"""
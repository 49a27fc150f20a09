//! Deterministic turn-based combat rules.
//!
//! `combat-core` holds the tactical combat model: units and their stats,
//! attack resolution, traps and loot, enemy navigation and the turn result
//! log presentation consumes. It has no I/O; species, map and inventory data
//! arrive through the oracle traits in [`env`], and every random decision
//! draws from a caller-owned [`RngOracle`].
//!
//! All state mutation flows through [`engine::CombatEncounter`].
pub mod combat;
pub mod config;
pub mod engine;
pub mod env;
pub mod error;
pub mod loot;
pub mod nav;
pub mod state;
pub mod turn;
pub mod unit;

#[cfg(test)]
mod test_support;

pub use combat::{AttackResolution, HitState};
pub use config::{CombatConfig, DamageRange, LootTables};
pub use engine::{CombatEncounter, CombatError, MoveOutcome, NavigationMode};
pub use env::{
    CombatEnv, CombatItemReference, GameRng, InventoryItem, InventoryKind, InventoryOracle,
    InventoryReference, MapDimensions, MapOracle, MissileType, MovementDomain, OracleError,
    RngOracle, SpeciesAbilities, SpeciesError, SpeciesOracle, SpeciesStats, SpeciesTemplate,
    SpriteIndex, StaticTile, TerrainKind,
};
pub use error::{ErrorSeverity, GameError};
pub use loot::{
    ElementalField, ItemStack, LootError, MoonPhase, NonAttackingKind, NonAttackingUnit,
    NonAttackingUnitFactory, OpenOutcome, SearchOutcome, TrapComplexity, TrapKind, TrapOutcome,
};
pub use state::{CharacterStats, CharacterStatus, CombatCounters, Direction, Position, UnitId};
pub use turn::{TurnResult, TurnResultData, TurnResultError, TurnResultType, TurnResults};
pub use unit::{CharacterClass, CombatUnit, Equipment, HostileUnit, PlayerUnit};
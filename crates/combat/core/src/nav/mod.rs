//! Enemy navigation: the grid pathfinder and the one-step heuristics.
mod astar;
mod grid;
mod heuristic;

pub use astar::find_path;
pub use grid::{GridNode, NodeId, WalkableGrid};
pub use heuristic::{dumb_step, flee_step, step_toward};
"""
"""
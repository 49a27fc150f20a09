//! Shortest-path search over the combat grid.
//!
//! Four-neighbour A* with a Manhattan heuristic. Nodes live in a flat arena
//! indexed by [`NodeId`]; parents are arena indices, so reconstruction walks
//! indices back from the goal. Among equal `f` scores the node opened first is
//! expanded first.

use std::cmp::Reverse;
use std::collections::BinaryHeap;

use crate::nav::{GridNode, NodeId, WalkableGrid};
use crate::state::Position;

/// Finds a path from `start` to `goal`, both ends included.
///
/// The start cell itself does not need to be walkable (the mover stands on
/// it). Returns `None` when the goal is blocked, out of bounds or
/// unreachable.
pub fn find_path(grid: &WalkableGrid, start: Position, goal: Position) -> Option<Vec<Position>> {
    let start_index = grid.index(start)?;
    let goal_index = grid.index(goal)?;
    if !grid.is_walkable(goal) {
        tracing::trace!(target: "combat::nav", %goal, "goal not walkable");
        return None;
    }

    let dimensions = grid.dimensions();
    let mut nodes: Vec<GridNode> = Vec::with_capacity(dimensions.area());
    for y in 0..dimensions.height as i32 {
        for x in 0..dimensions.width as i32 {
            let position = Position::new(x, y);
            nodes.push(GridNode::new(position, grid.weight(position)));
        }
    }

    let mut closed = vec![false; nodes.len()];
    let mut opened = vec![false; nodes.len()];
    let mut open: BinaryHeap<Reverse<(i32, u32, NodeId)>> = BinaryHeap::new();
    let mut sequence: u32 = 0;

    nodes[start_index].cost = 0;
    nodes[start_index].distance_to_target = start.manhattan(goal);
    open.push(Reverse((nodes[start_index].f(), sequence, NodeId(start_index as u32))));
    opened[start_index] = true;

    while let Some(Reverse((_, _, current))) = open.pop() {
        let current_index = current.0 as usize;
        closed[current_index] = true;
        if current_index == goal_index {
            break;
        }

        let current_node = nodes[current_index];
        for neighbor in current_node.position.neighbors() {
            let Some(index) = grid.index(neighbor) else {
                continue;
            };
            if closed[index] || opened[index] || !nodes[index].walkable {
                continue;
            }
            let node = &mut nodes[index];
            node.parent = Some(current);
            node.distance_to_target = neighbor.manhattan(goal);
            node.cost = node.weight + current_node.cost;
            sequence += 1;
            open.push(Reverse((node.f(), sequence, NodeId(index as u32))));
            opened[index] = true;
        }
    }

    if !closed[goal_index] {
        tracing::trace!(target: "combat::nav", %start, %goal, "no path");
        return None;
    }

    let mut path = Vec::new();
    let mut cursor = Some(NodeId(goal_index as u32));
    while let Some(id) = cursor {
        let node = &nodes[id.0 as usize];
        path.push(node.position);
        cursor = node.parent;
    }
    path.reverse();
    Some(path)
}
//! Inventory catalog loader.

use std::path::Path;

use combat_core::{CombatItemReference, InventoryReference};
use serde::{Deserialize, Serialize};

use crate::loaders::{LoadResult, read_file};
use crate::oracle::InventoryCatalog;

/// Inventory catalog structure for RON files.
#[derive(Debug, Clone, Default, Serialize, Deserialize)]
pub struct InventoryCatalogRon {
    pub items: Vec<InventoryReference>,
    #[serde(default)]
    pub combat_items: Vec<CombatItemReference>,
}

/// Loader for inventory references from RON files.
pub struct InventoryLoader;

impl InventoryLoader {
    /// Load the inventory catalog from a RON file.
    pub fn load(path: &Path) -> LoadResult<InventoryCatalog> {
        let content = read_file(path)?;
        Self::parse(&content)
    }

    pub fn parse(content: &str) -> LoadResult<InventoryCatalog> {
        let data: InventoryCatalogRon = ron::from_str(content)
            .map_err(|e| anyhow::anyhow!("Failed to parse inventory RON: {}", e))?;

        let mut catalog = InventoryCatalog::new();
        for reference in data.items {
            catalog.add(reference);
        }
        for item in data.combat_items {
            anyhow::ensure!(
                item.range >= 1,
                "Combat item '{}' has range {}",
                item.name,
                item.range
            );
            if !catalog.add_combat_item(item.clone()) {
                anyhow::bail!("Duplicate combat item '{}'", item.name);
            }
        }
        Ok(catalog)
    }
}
"""
"""
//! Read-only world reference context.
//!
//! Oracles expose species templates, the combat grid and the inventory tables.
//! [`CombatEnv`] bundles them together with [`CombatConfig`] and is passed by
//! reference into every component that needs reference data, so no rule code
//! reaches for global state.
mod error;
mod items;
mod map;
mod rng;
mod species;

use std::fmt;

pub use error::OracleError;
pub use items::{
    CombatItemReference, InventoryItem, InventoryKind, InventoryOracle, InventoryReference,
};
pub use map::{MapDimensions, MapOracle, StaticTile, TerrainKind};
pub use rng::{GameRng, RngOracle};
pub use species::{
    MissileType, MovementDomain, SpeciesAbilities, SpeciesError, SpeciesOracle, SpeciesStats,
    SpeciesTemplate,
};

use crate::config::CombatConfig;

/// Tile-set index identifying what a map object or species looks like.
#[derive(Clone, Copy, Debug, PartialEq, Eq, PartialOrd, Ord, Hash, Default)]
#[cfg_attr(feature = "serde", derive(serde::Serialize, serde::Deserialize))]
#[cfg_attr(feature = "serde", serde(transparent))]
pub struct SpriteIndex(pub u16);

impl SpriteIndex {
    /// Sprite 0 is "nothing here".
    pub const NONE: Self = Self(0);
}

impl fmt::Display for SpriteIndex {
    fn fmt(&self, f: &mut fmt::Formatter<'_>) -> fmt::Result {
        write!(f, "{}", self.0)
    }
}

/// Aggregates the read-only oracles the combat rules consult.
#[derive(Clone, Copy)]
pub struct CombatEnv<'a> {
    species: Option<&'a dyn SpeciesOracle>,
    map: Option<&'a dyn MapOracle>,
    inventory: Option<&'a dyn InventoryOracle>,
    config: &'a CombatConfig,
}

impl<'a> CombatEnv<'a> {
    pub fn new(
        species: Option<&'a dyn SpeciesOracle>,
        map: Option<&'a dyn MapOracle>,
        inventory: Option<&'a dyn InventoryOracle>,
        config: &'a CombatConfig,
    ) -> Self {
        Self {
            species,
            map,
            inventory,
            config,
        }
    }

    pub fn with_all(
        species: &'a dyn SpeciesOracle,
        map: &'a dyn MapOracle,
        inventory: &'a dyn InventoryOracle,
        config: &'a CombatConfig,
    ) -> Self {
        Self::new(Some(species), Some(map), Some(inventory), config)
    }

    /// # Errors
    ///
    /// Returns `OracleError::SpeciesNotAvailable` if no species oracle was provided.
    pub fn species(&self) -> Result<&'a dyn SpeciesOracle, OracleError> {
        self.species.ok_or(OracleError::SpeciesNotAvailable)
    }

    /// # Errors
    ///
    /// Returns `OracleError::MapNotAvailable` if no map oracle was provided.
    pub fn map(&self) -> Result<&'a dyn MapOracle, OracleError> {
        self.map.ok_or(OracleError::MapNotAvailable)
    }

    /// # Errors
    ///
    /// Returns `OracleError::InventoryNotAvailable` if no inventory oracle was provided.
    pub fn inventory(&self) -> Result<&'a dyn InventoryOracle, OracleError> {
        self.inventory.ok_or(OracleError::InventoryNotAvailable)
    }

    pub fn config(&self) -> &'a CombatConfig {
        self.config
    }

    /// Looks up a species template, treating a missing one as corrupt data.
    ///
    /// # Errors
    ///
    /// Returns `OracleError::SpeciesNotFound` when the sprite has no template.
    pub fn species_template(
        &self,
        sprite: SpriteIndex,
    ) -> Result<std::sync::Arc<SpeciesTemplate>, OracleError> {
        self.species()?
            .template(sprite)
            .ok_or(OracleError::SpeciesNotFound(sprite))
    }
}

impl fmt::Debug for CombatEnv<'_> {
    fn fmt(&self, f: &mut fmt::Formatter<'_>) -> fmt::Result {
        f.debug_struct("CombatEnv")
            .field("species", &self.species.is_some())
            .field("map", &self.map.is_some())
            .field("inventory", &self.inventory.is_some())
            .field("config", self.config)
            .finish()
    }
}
"""
§ What is needed: Pull every line containing "MapOracle" out of the material and copy it.

§ Answer to this exercise:
    InventoryReference, MapDimensions, MapOracle, MissileType, MovementDomain, OracleError,
pub use map::{MapDimensions, MapOracle, StaticTile, TerrainKind};
    map: Option<&'a dyn MapOracle>,
        map: Option<&'a dyn MapOracle>,
        map: &'a dyn MapOracle,
    pub fn map(&self) -> Result<&'a dyn MapOracle, OracleError> {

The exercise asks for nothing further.